Your instructions: Reproduce exactly, and only, the lines below from the one containing "FileType::SymbolicLink" through the one containing "if let Ok(duration)".

[Stored data]
○ ○ ○

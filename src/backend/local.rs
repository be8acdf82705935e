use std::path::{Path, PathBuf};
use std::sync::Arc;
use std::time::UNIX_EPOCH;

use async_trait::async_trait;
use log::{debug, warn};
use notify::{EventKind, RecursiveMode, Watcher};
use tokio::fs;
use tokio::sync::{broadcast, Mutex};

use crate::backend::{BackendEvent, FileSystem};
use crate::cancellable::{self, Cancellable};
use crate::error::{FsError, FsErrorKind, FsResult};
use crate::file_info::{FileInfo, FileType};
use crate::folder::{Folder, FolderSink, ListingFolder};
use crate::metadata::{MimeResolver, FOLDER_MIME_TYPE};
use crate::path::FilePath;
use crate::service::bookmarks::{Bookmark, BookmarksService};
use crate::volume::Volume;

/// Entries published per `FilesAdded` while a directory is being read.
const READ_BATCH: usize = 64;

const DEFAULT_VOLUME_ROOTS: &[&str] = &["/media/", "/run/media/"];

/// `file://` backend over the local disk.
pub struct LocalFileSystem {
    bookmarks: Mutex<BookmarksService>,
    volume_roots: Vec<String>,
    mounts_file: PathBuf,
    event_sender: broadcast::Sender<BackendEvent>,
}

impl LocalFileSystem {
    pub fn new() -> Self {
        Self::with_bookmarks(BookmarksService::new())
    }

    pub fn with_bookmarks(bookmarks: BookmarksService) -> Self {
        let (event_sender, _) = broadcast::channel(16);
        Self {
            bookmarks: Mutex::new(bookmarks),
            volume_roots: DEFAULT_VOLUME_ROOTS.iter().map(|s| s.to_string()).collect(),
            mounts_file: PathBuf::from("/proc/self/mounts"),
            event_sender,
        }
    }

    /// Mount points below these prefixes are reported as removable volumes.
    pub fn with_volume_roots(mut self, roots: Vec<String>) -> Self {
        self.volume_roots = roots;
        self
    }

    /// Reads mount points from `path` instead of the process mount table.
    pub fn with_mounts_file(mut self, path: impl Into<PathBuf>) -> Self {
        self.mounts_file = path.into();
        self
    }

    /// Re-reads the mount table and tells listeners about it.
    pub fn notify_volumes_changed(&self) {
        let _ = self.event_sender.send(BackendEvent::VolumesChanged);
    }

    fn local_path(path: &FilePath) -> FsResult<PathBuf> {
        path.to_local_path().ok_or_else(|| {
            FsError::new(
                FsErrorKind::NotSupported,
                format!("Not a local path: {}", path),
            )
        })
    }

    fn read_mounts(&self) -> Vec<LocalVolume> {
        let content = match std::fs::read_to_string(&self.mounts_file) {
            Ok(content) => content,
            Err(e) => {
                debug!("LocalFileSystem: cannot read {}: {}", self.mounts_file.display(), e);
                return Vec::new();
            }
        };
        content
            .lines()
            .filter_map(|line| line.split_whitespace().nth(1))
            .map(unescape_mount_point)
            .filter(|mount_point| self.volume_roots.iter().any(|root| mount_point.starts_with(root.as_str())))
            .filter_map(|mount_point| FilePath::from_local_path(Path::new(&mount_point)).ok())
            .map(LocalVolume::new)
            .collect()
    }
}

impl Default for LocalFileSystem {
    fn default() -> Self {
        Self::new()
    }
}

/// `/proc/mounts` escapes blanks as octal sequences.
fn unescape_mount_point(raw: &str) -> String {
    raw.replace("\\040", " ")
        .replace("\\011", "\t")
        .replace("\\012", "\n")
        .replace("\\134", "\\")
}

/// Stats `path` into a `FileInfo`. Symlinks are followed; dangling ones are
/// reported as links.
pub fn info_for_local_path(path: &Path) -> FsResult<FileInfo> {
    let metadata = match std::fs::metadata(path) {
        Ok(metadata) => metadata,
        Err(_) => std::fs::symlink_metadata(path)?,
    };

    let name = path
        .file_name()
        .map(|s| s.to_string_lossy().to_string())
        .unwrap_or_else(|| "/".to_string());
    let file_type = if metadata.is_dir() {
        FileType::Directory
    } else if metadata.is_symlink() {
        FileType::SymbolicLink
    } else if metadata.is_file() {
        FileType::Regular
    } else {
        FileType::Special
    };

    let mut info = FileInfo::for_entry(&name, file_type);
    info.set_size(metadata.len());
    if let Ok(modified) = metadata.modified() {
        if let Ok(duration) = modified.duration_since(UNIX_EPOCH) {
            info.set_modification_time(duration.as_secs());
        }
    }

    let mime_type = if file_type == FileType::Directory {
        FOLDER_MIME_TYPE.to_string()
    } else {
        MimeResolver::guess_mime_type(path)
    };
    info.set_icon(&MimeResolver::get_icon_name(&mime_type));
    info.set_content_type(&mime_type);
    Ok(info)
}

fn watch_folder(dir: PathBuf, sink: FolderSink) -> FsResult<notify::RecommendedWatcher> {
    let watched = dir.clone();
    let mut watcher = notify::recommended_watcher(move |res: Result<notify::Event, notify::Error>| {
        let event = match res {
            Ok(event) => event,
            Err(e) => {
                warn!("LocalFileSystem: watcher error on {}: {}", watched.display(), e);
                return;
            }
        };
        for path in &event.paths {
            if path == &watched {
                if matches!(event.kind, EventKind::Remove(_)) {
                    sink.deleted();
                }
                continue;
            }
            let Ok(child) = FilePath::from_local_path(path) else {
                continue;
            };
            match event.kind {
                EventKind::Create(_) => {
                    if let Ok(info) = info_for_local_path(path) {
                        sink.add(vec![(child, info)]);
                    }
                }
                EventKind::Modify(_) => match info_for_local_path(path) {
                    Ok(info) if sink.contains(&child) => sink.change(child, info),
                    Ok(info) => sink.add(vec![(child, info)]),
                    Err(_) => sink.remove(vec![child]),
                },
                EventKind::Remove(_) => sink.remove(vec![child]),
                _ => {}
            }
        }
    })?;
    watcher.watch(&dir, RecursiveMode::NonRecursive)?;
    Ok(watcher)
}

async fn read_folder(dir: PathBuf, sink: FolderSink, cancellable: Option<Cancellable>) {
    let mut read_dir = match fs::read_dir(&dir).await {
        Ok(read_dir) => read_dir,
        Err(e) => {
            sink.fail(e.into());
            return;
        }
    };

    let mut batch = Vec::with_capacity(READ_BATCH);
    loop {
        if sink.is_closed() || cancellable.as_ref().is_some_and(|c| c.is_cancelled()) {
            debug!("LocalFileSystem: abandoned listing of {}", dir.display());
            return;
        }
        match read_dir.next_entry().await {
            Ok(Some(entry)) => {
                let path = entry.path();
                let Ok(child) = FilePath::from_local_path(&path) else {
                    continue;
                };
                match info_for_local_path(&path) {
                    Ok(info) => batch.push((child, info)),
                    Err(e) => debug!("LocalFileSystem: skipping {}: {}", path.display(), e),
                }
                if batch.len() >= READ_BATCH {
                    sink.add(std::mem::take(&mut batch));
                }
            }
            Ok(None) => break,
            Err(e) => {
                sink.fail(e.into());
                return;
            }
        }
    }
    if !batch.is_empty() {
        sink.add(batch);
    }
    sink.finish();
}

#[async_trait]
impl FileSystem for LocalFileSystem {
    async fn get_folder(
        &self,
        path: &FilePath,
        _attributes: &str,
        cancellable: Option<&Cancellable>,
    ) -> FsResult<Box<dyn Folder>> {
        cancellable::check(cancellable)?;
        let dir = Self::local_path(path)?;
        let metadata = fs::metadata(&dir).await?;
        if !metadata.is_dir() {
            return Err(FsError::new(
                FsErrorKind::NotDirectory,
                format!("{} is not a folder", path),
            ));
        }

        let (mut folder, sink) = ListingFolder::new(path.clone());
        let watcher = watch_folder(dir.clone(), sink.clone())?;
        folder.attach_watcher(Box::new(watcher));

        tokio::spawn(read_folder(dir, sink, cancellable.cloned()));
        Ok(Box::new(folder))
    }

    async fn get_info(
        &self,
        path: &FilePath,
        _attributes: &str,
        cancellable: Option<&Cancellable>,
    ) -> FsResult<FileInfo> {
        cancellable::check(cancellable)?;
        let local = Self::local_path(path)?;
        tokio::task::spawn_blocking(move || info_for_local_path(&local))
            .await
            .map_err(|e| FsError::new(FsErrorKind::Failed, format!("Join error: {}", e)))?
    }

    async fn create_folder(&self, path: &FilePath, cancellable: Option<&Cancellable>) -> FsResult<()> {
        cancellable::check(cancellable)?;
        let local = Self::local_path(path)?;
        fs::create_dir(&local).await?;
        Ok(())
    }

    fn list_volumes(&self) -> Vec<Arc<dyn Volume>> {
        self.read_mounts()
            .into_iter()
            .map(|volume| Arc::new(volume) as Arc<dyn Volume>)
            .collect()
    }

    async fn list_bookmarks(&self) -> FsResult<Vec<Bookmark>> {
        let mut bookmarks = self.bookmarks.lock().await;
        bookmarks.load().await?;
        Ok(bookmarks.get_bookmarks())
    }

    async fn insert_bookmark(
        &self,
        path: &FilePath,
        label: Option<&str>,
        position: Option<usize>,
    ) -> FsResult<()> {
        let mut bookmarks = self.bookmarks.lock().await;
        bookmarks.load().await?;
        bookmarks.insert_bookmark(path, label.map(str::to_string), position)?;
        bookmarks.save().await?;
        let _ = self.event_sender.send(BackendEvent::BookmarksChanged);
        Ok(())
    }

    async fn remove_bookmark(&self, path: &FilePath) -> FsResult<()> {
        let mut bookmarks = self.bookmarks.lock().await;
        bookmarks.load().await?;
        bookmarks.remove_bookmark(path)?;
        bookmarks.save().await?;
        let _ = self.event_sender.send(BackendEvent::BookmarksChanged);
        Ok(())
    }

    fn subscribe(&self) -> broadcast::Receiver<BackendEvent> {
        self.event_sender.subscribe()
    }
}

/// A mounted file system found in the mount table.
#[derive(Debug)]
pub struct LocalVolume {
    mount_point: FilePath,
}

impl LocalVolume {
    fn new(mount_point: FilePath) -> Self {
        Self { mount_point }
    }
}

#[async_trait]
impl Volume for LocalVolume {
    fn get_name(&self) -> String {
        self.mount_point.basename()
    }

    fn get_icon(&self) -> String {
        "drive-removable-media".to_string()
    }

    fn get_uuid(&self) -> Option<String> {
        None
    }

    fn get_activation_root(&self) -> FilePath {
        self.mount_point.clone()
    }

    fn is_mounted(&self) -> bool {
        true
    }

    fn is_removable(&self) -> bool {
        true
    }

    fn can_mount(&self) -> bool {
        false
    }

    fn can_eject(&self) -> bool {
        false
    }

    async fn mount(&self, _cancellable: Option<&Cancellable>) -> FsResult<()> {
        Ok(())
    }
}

○ ○ ○

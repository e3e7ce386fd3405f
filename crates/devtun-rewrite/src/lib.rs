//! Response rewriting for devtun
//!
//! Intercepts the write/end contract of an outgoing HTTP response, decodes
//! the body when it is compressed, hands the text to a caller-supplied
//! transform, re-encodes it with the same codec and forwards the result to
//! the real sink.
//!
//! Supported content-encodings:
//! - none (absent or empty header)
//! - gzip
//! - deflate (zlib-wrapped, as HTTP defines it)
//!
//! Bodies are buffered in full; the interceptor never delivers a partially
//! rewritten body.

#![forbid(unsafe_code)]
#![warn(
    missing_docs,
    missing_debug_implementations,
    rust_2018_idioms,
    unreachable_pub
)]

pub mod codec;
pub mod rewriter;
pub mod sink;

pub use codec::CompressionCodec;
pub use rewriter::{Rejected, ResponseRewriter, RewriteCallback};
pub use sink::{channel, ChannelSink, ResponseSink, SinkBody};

○ ○ ○

Response area:
        FileType::SymbolicLink
    } else if metadata.is_file() {
        FileType::Regular
    } else {
        FileType::Special
    };

    let mut info = FileInfo::for_entry(&name, file_type);
    info.set_size(metadata.len());
    if let Ok(modified) = metadata.modified() {
        if let Ok(duration) = modified.duration_since(UNIX_EPOCH) {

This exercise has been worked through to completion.